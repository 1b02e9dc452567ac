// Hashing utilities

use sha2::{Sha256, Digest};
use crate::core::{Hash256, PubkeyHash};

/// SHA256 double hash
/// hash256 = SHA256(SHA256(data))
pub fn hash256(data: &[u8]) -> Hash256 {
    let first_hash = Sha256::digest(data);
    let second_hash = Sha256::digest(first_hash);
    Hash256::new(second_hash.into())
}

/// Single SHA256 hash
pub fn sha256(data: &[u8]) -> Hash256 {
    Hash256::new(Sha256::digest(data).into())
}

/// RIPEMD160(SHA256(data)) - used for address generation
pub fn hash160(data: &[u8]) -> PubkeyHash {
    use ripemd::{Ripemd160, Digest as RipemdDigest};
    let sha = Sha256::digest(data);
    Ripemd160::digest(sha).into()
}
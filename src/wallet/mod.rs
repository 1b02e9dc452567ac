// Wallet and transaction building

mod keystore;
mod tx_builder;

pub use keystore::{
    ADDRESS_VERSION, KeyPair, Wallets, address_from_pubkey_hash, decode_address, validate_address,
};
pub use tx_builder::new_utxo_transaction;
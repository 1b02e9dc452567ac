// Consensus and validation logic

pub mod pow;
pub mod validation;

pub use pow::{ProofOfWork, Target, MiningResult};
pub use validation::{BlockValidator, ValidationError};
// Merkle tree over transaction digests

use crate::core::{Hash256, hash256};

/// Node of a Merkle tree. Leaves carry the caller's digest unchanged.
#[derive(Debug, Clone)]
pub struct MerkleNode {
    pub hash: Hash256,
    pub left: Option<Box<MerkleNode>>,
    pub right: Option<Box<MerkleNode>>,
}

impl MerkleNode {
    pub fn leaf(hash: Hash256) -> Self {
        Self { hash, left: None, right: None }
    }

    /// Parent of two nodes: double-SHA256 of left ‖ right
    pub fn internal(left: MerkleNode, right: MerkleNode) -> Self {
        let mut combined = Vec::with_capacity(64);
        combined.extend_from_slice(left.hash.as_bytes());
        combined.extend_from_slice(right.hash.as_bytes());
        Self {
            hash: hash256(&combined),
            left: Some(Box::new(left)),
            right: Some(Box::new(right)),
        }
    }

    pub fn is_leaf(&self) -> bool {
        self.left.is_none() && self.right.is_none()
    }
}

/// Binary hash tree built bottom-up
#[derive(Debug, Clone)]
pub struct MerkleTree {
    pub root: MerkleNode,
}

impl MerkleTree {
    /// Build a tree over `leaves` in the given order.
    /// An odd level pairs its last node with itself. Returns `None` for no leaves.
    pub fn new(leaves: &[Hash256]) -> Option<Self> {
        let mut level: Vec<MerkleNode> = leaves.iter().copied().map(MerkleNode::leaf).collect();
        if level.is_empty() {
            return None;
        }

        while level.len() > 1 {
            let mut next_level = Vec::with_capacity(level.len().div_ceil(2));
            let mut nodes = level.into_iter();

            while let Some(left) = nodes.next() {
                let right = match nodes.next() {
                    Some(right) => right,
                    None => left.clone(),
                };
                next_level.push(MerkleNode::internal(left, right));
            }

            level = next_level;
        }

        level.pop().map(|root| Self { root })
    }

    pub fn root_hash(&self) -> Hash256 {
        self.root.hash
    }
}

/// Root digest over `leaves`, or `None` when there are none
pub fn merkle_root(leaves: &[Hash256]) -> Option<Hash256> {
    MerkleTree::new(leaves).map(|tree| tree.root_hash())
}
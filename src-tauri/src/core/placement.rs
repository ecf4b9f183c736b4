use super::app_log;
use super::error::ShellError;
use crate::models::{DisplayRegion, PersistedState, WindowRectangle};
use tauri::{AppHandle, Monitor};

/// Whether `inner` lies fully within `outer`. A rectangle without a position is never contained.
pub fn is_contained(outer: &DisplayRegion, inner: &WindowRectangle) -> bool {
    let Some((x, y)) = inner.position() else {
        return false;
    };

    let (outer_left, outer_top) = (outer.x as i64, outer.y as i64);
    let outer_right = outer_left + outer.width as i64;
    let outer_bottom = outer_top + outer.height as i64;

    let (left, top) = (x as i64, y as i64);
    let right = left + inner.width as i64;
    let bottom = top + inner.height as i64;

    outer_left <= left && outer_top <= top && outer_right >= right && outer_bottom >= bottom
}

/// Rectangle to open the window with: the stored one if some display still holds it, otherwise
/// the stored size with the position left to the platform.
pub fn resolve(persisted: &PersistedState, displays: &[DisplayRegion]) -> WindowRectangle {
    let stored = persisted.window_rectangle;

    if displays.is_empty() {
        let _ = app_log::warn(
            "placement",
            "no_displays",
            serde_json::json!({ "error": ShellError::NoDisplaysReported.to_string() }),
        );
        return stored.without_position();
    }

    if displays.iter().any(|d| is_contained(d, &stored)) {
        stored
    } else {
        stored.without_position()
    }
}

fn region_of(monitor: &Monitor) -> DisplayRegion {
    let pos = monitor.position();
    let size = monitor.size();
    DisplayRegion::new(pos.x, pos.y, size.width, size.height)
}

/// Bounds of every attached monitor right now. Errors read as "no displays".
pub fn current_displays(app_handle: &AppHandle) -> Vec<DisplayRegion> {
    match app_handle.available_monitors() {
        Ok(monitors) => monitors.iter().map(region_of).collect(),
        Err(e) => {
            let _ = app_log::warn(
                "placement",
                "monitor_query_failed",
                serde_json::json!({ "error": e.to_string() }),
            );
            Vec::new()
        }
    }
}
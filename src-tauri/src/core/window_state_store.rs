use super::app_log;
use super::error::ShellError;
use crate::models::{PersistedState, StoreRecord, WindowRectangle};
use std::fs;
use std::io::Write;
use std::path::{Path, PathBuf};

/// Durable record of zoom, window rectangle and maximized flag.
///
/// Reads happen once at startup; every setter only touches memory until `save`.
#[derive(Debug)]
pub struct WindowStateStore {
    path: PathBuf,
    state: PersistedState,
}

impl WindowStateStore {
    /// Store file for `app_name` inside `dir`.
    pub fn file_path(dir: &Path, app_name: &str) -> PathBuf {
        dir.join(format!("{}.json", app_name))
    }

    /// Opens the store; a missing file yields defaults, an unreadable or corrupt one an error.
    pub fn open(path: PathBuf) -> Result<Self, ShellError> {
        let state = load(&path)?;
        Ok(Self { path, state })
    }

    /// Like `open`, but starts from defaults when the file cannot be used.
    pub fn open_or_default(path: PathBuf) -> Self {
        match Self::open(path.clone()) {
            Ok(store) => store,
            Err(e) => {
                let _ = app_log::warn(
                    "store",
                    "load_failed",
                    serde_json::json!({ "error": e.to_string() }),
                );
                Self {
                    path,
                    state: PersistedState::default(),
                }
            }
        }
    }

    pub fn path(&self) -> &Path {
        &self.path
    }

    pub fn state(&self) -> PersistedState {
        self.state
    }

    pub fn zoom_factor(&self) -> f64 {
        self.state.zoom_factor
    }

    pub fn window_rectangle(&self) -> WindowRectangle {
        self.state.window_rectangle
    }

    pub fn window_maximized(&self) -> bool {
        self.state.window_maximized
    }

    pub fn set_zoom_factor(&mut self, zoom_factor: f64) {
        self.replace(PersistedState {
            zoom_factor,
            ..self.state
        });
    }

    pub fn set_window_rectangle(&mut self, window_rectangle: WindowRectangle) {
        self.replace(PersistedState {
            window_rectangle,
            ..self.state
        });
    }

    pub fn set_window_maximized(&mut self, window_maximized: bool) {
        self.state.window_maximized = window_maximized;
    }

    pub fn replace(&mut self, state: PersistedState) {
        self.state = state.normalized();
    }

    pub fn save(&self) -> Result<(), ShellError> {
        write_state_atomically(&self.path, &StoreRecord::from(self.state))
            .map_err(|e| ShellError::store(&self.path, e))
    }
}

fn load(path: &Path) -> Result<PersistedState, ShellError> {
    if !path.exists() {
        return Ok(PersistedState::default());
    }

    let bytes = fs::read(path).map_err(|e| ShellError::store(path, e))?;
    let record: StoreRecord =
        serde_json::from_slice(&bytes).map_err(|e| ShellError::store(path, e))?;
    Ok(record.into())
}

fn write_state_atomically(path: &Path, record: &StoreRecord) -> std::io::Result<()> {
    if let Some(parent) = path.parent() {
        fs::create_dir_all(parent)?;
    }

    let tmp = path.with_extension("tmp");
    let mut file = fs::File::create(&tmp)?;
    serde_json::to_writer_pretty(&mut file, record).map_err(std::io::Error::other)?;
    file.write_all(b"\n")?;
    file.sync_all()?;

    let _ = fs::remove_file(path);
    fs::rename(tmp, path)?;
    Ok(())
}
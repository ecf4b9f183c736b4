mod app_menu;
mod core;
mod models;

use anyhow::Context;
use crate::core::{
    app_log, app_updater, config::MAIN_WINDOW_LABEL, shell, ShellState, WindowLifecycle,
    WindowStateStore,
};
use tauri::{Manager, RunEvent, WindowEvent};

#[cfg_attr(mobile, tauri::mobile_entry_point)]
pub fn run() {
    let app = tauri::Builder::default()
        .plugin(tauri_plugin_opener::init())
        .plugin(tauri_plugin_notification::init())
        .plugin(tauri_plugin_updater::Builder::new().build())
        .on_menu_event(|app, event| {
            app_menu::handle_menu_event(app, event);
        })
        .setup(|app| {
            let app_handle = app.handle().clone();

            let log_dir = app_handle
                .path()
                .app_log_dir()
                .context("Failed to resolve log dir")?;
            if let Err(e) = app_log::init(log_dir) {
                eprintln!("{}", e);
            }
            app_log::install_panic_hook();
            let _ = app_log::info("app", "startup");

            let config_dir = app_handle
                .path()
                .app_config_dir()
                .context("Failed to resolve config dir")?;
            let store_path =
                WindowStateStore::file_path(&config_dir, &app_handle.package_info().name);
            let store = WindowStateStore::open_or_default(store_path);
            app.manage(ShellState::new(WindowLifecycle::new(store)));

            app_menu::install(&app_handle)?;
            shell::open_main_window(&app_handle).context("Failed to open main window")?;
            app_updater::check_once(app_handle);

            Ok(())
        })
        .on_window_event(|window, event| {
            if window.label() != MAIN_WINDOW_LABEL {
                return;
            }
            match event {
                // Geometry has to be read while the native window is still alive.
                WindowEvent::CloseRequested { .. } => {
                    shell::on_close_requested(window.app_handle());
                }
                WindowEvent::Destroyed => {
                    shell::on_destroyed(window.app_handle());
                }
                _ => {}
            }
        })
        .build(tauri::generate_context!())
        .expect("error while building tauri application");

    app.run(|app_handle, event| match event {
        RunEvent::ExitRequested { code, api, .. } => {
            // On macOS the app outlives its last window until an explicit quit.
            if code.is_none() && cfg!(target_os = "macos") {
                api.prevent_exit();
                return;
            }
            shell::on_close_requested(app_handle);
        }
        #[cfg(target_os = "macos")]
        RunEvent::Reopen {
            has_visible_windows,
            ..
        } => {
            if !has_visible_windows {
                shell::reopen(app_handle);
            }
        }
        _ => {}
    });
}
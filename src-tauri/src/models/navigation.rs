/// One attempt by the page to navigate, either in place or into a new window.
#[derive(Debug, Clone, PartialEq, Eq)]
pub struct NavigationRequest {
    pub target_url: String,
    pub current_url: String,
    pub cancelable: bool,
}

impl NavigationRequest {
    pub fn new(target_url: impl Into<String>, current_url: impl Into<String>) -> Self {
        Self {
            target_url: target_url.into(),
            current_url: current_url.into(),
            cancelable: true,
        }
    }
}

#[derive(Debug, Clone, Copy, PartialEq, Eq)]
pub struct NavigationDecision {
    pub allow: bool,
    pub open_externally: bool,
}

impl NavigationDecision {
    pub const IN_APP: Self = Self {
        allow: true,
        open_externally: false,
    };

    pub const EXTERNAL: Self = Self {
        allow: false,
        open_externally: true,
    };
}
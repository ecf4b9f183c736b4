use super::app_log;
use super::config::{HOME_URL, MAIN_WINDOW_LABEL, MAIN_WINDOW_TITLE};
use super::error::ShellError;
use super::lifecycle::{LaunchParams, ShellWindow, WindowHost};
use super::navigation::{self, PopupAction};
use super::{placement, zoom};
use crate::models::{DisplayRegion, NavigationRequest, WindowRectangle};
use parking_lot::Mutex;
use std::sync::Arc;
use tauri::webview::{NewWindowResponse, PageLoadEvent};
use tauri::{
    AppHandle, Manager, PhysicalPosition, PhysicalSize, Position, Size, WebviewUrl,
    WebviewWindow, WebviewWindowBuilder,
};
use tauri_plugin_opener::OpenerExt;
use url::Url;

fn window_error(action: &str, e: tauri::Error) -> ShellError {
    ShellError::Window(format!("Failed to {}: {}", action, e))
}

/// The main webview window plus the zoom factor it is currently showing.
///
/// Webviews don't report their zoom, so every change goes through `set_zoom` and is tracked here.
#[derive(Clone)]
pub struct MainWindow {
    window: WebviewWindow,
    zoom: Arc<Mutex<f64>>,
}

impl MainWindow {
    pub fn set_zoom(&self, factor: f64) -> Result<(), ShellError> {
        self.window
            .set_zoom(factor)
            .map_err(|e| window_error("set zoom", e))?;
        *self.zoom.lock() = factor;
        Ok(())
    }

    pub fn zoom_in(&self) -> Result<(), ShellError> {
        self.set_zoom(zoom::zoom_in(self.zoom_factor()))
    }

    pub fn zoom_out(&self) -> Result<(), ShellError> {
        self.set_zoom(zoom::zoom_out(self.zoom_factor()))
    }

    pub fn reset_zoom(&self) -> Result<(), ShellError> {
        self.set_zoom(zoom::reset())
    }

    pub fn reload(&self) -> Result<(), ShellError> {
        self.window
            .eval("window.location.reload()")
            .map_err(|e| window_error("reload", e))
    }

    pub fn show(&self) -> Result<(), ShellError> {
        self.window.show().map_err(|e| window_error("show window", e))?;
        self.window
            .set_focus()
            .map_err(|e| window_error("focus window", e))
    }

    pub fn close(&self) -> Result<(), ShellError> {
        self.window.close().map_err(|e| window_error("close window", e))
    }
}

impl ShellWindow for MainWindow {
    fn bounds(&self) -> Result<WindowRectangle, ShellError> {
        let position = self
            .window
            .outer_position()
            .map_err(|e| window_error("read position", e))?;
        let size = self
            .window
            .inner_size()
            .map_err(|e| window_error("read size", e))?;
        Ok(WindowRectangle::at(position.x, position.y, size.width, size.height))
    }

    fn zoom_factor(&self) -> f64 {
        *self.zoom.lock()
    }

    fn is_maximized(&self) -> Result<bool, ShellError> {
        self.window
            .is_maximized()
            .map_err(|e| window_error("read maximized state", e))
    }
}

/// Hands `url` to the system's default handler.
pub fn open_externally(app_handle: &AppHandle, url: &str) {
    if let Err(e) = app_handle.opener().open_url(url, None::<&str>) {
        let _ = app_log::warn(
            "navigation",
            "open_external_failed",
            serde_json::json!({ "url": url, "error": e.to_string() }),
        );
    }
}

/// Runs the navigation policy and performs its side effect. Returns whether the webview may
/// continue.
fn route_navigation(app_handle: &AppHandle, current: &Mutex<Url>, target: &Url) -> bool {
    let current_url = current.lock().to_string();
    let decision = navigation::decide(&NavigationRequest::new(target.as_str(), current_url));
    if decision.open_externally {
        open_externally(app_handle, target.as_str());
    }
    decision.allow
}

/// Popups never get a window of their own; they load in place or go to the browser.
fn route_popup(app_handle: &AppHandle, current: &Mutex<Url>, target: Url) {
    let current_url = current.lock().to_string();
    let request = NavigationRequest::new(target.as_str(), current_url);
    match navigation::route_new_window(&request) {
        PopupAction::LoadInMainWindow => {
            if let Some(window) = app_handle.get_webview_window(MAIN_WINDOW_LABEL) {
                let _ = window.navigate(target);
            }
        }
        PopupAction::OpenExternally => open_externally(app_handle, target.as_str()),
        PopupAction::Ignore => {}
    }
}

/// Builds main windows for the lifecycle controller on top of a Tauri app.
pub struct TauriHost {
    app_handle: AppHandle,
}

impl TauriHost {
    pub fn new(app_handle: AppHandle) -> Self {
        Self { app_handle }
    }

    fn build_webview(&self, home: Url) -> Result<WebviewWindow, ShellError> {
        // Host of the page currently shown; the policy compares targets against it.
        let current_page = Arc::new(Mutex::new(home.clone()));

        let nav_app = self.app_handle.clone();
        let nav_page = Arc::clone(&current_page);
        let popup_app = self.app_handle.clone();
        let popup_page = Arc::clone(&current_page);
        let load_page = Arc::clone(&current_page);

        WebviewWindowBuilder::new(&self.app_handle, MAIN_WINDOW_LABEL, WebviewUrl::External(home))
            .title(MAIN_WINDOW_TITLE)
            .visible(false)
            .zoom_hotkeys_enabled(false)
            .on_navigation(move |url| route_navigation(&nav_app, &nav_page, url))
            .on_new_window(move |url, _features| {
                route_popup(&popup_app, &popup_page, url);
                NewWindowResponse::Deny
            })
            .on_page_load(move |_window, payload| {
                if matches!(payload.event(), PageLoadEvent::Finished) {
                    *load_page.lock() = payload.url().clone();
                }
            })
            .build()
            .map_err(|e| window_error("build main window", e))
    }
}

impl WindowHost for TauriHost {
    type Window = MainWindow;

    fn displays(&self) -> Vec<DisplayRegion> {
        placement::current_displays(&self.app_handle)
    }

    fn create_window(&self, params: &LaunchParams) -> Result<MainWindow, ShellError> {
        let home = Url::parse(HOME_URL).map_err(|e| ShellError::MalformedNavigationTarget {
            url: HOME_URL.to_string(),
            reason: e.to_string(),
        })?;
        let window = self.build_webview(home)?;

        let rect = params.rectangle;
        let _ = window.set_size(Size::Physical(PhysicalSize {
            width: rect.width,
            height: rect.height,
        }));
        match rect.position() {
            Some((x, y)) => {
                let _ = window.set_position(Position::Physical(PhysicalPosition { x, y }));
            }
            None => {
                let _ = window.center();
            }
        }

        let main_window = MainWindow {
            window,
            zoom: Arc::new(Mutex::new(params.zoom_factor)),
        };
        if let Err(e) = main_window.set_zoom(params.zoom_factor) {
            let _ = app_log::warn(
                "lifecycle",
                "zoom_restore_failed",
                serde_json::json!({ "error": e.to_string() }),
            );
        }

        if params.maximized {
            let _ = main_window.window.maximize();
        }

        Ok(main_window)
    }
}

» Problem details
Would you output, from the records above, exactly the run of lines that starts at the line containing "let record: StoreRecord" and ends at the line containing "if let Some(parent)", and only that run?

» Answer
    let record: StoreRecord =
        serde_json::from_slice(&bytes).map_err(|e| ShellError::store(path, e))?;
    Ok(record.into())
}

fn write_state_atomically(path: &Path, record: &StoreRecord) -> std::io::Result<()> {
    if let Some(parent) = path.parent() {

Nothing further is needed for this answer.